[Saved entries]:

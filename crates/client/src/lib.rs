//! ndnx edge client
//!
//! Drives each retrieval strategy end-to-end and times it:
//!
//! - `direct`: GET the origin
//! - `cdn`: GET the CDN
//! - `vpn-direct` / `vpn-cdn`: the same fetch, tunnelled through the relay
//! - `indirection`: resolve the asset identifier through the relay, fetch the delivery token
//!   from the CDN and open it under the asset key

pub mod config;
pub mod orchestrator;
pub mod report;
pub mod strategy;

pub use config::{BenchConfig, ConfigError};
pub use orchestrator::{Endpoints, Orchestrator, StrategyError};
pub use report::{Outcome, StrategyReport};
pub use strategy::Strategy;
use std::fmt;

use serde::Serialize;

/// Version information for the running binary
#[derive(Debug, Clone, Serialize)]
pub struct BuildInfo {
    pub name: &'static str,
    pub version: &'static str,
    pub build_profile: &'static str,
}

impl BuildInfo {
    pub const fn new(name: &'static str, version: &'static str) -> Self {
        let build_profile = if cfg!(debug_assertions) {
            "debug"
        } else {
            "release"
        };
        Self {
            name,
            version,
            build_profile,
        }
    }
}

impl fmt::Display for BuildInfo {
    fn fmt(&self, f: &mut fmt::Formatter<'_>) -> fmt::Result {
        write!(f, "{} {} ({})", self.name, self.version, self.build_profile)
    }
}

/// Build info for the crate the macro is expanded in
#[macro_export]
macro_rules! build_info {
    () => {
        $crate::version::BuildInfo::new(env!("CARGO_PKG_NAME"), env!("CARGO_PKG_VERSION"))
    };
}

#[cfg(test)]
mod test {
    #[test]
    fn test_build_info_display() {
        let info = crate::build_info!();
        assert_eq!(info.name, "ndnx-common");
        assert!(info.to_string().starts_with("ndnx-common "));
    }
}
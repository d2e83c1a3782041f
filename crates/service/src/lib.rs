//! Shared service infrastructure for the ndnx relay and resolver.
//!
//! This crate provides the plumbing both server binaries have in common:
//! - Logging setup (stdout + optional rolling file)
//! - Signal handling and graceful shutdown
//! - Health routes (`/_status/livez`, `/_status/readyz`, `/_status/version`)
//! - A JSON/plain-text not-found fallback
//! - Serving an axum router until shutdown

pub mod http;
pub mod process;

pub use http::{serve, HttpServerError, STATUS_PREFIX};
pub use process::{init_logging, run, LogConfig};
--
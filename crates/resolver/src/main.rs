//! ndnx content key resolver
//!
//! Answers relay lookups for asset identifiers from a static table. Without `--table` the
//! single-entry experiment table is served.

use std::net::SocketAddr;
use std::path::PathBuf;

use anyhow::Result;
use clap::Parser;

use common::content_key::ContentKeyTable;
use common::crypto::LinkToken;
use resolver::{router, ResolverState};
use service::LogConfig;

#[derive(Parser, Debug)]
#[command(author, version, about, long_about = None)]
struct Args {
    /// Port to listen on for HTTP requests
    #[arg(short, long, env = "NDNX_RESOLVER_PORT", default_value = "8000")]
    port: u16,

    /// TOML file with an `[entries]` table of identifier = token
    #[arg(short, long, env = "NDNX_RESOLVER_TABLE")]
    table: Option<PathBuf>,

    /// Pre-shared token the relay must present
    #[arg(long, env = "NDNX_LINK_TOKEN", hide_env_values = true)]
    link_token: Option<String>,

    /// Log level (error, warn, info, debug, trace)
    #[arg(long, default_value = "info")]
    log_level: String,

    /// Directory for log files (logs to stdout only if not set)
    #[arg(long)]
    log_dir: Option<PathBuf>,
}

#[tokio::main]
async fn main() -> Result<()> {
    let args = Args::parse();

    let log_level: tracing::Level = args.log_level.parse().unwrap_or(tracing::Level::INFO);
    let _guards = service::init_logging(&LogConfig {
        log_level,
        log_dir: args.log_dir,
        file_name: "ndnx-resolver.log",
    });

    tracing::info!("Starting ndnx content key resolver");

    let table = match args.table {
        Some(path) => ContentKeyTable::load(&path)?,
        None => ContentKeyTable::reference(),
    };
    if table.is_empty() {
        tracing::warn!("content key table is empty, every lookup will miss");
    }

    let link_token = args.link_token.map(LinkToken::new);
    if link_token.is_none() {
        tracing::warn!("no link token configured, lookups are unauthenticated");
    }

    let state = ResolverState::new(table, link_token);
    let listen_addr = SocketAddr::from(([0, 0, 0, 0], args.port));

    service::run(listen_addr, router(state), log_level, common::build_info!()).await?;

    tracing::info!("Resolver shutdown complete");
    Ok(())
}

[Exercise requirements]: Scan the entries above for lines with "orchestrator" in them, then report how many there are as a plain number.

[Response to this exercise]: 2